The exact solution is

である。

It is.

In order to obtain the parameters k, α, m, the equations (63) and (67) are rewritten as follows with t _n = nδ and δ = 1.

  Here, in equation (63),

であり、式（67）のときは、

And in the case of formula (67),

である。

It is.

  By performing regression analysis using equation (69) as a regression equation, estimated values A ^ and B ^ of A and B are obtained. In the case of Equation (63), the estimated values m ^, k ^, α ^ of m, k, α are obtained as follows.

  In the case of equation (67)

となる。

It becomes.

JP 2000-122860 JP D.Satoh: A Discrete Gompertz Equation and a Software Reliability Growth Model, IEICE Trans., E83-D-7 (2000) 1508-1513 D. Satoh and S. Yamada: Parameter Estimation of Discrete Logistic Curve Models for Software Reliability Assessment, JGIAM, 19-1 (2002) 39-53 D. Satoh and S. Yamada: Discrete equations and software reliability growth models, Proceedings of 12th International Symposium on Software Reliability Engineering (IEEE Computer Society, Hong Kong, November, 2001) 176-184 Narutoshi Kuroda Kyoritsu Lecture 21st Century Mathematics (1) Differential Integration, Kyoritsu Publishing

  In the conventional technique 1, the estimation accuracy at the early stage of the test is low, and data up to the time point beyond the inflection point is required to request a certain level of accuracy. In addition, even if the actual data completely matched each curve model, accurate parameter estimation could not be performed when the test was not started, that is, when the ratio of the number of bugs found to the number of potential bugs was small.
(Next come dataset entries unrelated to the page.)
use chrono::{DateTime, NaiveDate, Utc};
use serde::{Deserialize, Serialize};

use quartermaster_core::{BaseId, DomainError, DomainResult, EquipmentTypeId, PurchaseId, UserId};
use quartermaster_ledger::Asset;

/// Procurement of `quantity` identical assets for one base.
///
/// Immutable once created except for unit cost, vendor and notes; the total
/// cost follows the unit cost.
#[derive(Debug, Clone, PartialEq, Eq, Serialize, Deserialize)]
pub struct Purchase {
    pub id: PurchaseId,
    pub base: BaseId,
    pub equipment_type: EquipmentTypeId,
    pub quantity: u32,
    /// Cost per asset in the smallest currency unit (cents).
    pub unit_cost: Option<u64>,
    /// `unit_cost × quantity`; absent whenever the unit cost is absent.
    pub total_cost: Option<u64>,
    pub purchase_date: NaiveDate,
    pub vendor: Option<String>,
    pub notes: Option<String>,
    pub created_by: UserId,
    pub created_at: DateTime<Utc>,
    pub updated_at: Option<DateTime<Utc>>,
}

/// Input for creating a purchase.
#[derive(Debug, Clone, PartialEq, Eq, Serialize, Deserialize)]
pub struct NewPurchase {
    pub base: BaseId,
    pub equipment_type: EquipmentTypeId,
    pub quantity: u32,
    pub unit_cost: Option<u64>,
    pub purchase_date: NaiveDate,
    pub vendor: Option<String>,
    pub notes: Option<String>,
}

impl NewPurchase {
    pub fn validate(&self) -> DomainResult<()> {
        if self.quantity == 0 {
            return Err(DomainError::validation(
                "quantity must be greater than zero",
            ));
        }
        total_cost(self.unit_cost, self.quantity)?;
        Ok(())
    }
}

/// Patch for the mutable purchase fields. `None` keeps the current value;
/// no field can be cleared back to absent.
#[derive(Debug, Clone, Default, PartialEq, Eq, Serialize, Deserialize)]
pub struct PurchasePatch {
    pub unit_cost: Option<u64>,
    pub vendor: Option<String>,
    pub notes: Option<String>,
}

impl PurchasePatch {
    /// Check the patched unit cost against the purchase's quantity before
    /// anything is written.
    pub fn validate_for(&self, quantity: u32) -> DomainResult<()> {
        total_cost(self.unit_cost, quantity)?;
        Ok(())
    }
}

/// Costs are stored in signed 64-bit columns; the total must fit one.
const MAX_TOTAL_COST: u64 = i64::MAX as u64;

fn total_cost(unit_cost: Option<u64>, quantity: u32) -> DomainResult<Option<u64>> {
    match unit_cost {
        None => Ok(None),
        Some(unit) => unit
            .checked_mul(u64::from(quantity))
            .filter(|total| *total <= MAX_TOTAL_COST)
            .map(Some)
            .ok_or_else(|| DomainError::validation("total cost is out of range")),
    }
}

impl Purchase {
    /// Validate the input and materialize the purchase together with exactly
    /// `quantity` available assets at the purchase's base, each linked back
    /// to the purchase.
    pub fn create(input: NewPurchase, created_by: UserId) -> DomainResult<(Purchase, Vec<Asset>)> {
        input.validate()?;

        let purchase = Purchase {
            id: PurchaseId::new(),
            base: input.base,
            equipment_type: input.equipment_type,
            quantity: input.quantity,
            unit_cost: input.unit_cost,
            total_cost: total_cost(input.unit_cost, input.quantity)?,
            purchase_date: input.purchase_date,
            vendor: input.vendor,
            notes: input.notes,
            created_by,
            created_at: Utc::now(),
            updated_at: None,
        };

        let assets = (0..purchase.quantity)
            .map(|_| {
                let mut asset = Asset::new(purchase.equipment_type, purchase.base);
                asset.purchase = Some(purchase.id);
                asset
            })
            .collect();

        Ok((purchase, assets))
    }

    /// Apply a patch to the mutable fields, recomputing the total cost when
    /// the unit cost changes. A unit cost whose total falls out of range
    /// fails the patch and leaves the purchase untouched.
    pub fn apply_patch(&mut self, patch: PurchasePatch) -> DomainResult<()> {
        if let Some(unit_cost) = patch.unit_cost {
            self.total_cost = total_cost(Some(unit_cost), self.quantity)?;
            self.unit_cost = Some(unit_cost);
        }
        if let Some(vendor) = patch.vendor {
            self.vendor = Some(vendor);
        }
        if let Some(notes) = patch.notes {
            self.notes = Some(notes);
        }
        self.updated_at = Some(Utc::now());
        Ok(())
    }
}

#[cfg(test)]
mod tests {
    use super::*;
    use proptest::prelude::*;
    use quartermaster_ledger::AssetStatus;

    fn test_input(quantity: u32) -> NewPurchase {
        NewPurchase {
            base: BaseId::new(),
            equipment_type: EquipmentTypeId::new(),
            quantity,
            unit_cost: None,
            purchase_date: NaiveDate::from_ymd_opt(2025, 3, 10).unwrap(),
            vendor: None,
            notes: None,
        }
    }

    #[test]
    fn create_materializes_exactly_quantity_assets() {
        let input = test_input(3);
        let base = input.base;
        let (purchase, assets) = Purchase::create(input, UserId::new()).unwrap();

        assert_eq!(assets.len(), 3);
        for asset in &assets {
            assert_eq!(asset.status, AssetStatus::Available);
            assert_eq!(asset.current_base, base);
            assert_eq!(asset.purchase, Some(purchase.id));
            assert_eq!(asset.equipment_type, purchase.equipment_type);
        }
    }

    #[test]
    fn zero_quantity_is_rejected() {
        let err = Purchase::create(test_input(0), UserId::new()).unwrap_err();
        assert!(matches!(err, DomainError::Validation(_)));
    }

    #[test]
    fn total_cost_follows_unit_cost() {
        let mut input = test_input(4);
        input.unit_cost = Some(2_500);
        let (purchase, _) = Purchase::create(input, UserId::new()).unwrap();
        assert_eq!(purchase.total_cost, Some(10_000));
    }

    #[test]
    fn total_cost_absent_without_unit_cost() {
        let (purchase, _) = Purchase::create(test_input(4), UserId::new()).unwrap();
        assert_eq!(purchase.total_cost, None);
    }

    #[test]
    fn patch_keeps_fields_it_does_not_name() {
        let mut input = test_input(2);
        input.vendor = Some("Northrop Logistics".into());
        input.unit_cost = Some(1_000);
        let (mut purchase, _) = Purchase::create(input, UserId::new()).unwrap();

        purchase
            .apply_patch(PurchasePatch {
                notes: Some("delivered to armory".into()),
                ..PurchasePatch::default()
            })
            .unwrap();

        assert_eq!(purchase.vendor.as_deref(), Some("Northrop Logistics"));
        assert_eq!(purchase.unit_cost, Some(1_000));
        assert_eq!(purchase.total_cost, Some(2_000));
        assert_eq!(purchase.notes.as_deref(), Some("delivered to armory"));
        assert!(purchase.updated_at.is_some());
    }

    #[test]
    fn patch_recomputes_total_on_unit_cost_change() {
        let mut input = test_input(5);
        input.unit_cost = Some(100);
        let (mut purchase, _) = Purchase::create(input, UserId::new()).unwrap();
        assert_eq!(purchase.total_cost, Some(500));

        purchase
            .apply_patch(PurchasePatch {
                unit_cost: Some(300),
                ..PurchasePatch::default()
            })
            .unwrap();
        assert_eq!(purchase.total_cost, Some(1_500));
    }

    #[test]
    fn overflowing_total_cost_is_rejected() {
        let mut input = test_input(2);
        input.unit_cost = Some(u64::MAX);
        let err = Purchase::create(input, UserId::new()).unwrap_err();
        assert!(matches!(err, DomainError::Validation(_)));
    }

    #[test]
    fn total_cost_beyond_storage_range_is_rejected() {
        // The product fits a u64 but not the signed column it lands in.
        let mut input = test_input(1);
        input.unit_cost = Some(u64::MAX);
        let err = Purchase::create(input, UserId::new()).unwrap_err();
        assert!(matches!(err, DomainError::Validation(_)));
    }

    #[test]
    fn patch_with_overflowing_unit_cost_leaves_the_purchase_untouched() {
        let mut input = test_input(3);
        input.unit_cost = Some(1_000);
        let (mut purchase, _) = Purchase::create(input, UserId::new()).unwrap();
        let before = purchase.clone();

        let err = purchase
            .apply_patch(PurchasePatch {
                unit_cost: Some(u64::MAX),
                vendor: Some("should not land".into()),
                ..PurchasePatch::default()
            })
            .unwrap_err();
        assert!(matches!(err, DomainError::Validation(_)));
        assert_eq!(purchase, before);
    }

    proptest! {
        /// Property: materialization always yields exactly `quantity` assets
        /// and a total that is the unit cost times the quantity.
        #[test]
        fn materialization_count_and_total_hold(
            quantity in 1u32..500,
            unit_cost in proptest::option::of(1u64..1_000_000),
        ) {
            let mut input = test_input(quantity);
            input.unit_cost = unit_cost;
            let (purchase, assets) = Purchase::create(input, UserId::new()).unwrap();

            prop_assert_eq!(assets.len(), quantity as usize);
            prop_assert_eq!(
                purchase.total_cost,
                unit_cost.map(|u| u * u64::from(quantity))
            );
        }
    }
}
Therefore, the accuracy of the reliability analysis results is quite low.

  There is equation (17) as a criterion for parameter estimation using up to which point of time, but the accuracy of k ^ in equation (17) itself is low, and it becomes a criterion based on experience. Yes. In addition, in the case of the conventional technique 1, if the actual data and the analysis by the model do not match, the accuracy of parameter estimation is low, so the cause is due to the inappropriateness of the model or the parameter estimation system. I wasn't sure.

  On the other hand, in the conventional technique 2, the problem of the conventional technique 1 is solved, and the accurate parameter estimation can be performed from the stage where the number of bugs detected is small and the test has just started. The accuracy of the results was improved, and when the actual data and the analysis by the model did not match, the two causes could be separated.

  However, in the conventional technique 2, since the model itself is based on determinism, it is impossible to statistically interpret the estimation result, and the maximum likelihood method cannot be used for parameter estimation. However, there is a problem that even if a statistical property is clarified, it is impossible to utilize the property for parameter estimation.

The present invention has been made in view of the above-described circumstances, and an object thereof is to solve the problems of the conventional technique 2 while maintaining the advantages of the conventional technique 2.
More specifically, in addition to adopting a differential equation with an exact solution, since the parameter is a random variable, parameter estimation by the maximum likelihood method can be performed, and the model has a statistical meaning. The object is to provide a software reliability prediction technique that can be provided.

In order to achieve the above object, the present invention further extends the difference equation that matches the software reliability growth model and the equation and exact solution at the limit of the difference interval 0 which is an advantage of the conventional technique 2, Technology 2 treats parameters that were constants as random variables, uses a differential equation that has an exact solution for the sample path, and uses the maximum likelihood method for the least squares method and the estimation of parameters that are random variables. Its most important feature is its use.
That is, it differs from the prior art 2 in that the parameter of the difference equation used as the model regression equation is a random variable.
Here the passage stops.